Write replicable papers using the R package “Knitr”
Published:
In this section I will describe my take on literate programming: not the best, not the only one. Just the one I use.
The main idea is to outsource your R
code into LaTeX
automatically. For example, this way you do not have to copy and paste standard errors, or figures. It will be automatically generated in your PDF file after compiling the .rnw
.
Text processor and necessary dependencies: First you will need a software to handle code and syntax highlighting. I use Sublime Text 3. Have Sublime Text 3 installed.
- Inside Sublime Text:
- Install Package Control.
shift+cmd+p
, then Install Packages, and install:
- In R you have to install knitr:
install.packages(c("knitr", "formatR", "pacman"), repos = "http://cran.rstudio.com")
- In Sublime Text 3, modify user settings in LaTeXing. First line adds knitr capabilities, while the second line allows BibTeX compilation.
{"knitr": true, /* activates knitr function */
"quick_build": [ /* activates latexing capabilities? Not sure. */
{
"name": "Primary Quick Build: latexmk",
"primary": true,
"cmds": ["latexmk"]
}
],
"keep_focus": true, /* activates skim sync and pop up function */
"keep_focus_delay": 0.1, /* reduces skim sync time */
"pdf_viewer_osx": { /* makes sure skim is the default app. User should make sure that the NAME OF the app is correct too (it might change with some updates) */
"skim": [
"/Applications/Skim.app"
],
"preview": [
"/Applications/Preview.app"
]
}
}
- Writing R and LaTeX code together:
1) In your .rnw
file, just generate an environment that includes a tag that’s shared with the R
file, like so:
<<chunk:example, echo = FALSE, cache = FALSE>>=
@
In this example, the tag is chunk:example
. Also, editors and (most) readers are not interested in your coding. That’s fine. The important thing is to make your code available to the audience that needs it. You can hide it by calling the echo = FALSE
function in the preamble, i.e. within the <<>>=
symbols. Also, the cache = FALSE
makes sure that your computer does not store whatever you command it to do (graphs, data, etc.). I think it’s important to set it in FALSE
so fresh plots, tables, and datasets are generated every time. This way you are absolutely sure that whatever is in your PDF reflects the latest compile.

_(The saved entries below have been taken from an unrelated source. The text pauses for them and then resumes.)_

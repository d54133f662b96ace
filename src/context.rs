//! The shared state threaded through the pipeline.
//!
//! Each stage consumes the complete output of the stages before it and adds
//! its own; nothing here is global and nothing is mutated once the operation
//! list has been sorted.

use std::path::PathBuf;

use indexmap::IndexMap;

use crate::arch::{Arch, PagingLayout};
use crate::cap::{CNode, CapModification, CapTable};
use crate::error::ConfigError;
use crate::ops::Operation;
use crate::paging::PagingTree;
use crate::sel4::SeL4Info;
use crate::thread::Thread;
use crate::vspace::VSpace;

/// Where the generator reads from and writes to.
#[derive(Debug, Clone)]
pub struct Options {
    pub config_path: PathBuf,
    /// Thread binaries are referenced by name in the config; this maps those
    /// names to on-disk paths.
    pub startup_threads_paths: IndexMap<String, PathBuf>,
    pub output_header_path: PathBuf,
    pub output_obj_path: PathBuf,
}

#[derive(Debug)]
pub struct Context {
    pub arch: Arch,
    pub layout: PagingLayout,
    pub sel4_info: SeL4Info,
    pub page_size: u64,

    pub startup_threads_paths: IndexMap<String, PathBuf>,
    pub output_header_path: PathBuf,
    pub output_obj_path: PathBuf,
    /// Working directory for the per-chunk compiler runs; the output
    /// object's parent, assumed writable and owned by this run.
    pub temp_dir: PathBuf,

    pub cap_table: CapTable,
    /// Names declared under `caps`, in config order; these get plain create
    /// operations.
    pub initial_caps: Vec<String>,
    pub cap_modifications: IndexMap<String, CapModification>,
    pub cnodes: IndexMap<String, CNode>,
    /// Name of the CNode designated to receive leftover untypeds, if any.
    pub gp_untypeds_cnode: Option<String>,
    pub vspaces: IndexMap<String, VSpace>,
    pub threads: IndexMap<String, Thread>,

    pub paging_trees: IndexMap<String, PagingTree>,
    pub ops: Vec<Operation>,
}

impl Context {
    pub fn new(sel4_info: SeL4Info, options: Options) -> Result<Context, ConfigError> {
        let arch = Arch::from_info_name(&sel4_info.arch)
            .ok_or_else(|| ConfigError::UnsupportedArch(sel4_info.arch.clone()))?;
        let layout = PagingLayout::for_arch(arch);
        let page_size = sel4_info.page_size();
        let temp_dir = options
            .output_obj_path
            .parent()
            .map(|p| p.to_path_buf())
            .unwrap_or_else(|| PathBuf::from("."));

        Ok(Context {
            arch,
            layout,
            sel4_info,
            page_size,
            startup_threads_paths: options.startup_threads_paths,
            output_header_path: options.output_header_path,
            output_obj_path: options.output_obj_path,
            temp_dir,
            cap_table: CapTable::new(),
            initial_caps: Vec::new(),
            cap_modifications: IndexMap::new(),
            cnodes: IndexMap::new(),
            gp_untypeds_cnode: None,
            vspaces: IndexMap::new(),
            threads: IndexMap::new(),
            paging_trees: IndexMap::new(),
            ops: Vec::new(),
        })
    }
}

2) In your R script, have another environment where you actually host the code, like so:
## ---- chunk:example
set.seed(602)
library(MASS) # to generate multi-var distribution
e <- as.numeric(mvrnorm(n = 100, mu = 0, Sigma = 1))
plot(e)
##
Thus, every time you compile your .rnw
file, R
will execute the chunk:example
chunk, and insert whatever is there (a table, a plot, a number, etc.).
Some people prefer having the R
code within the .rnw
file. My R
code is always very long, which distracts me from writing. Thus, I prefer to have my R
code separated from the .rnw
file. It’s easily shareable, and more convenient.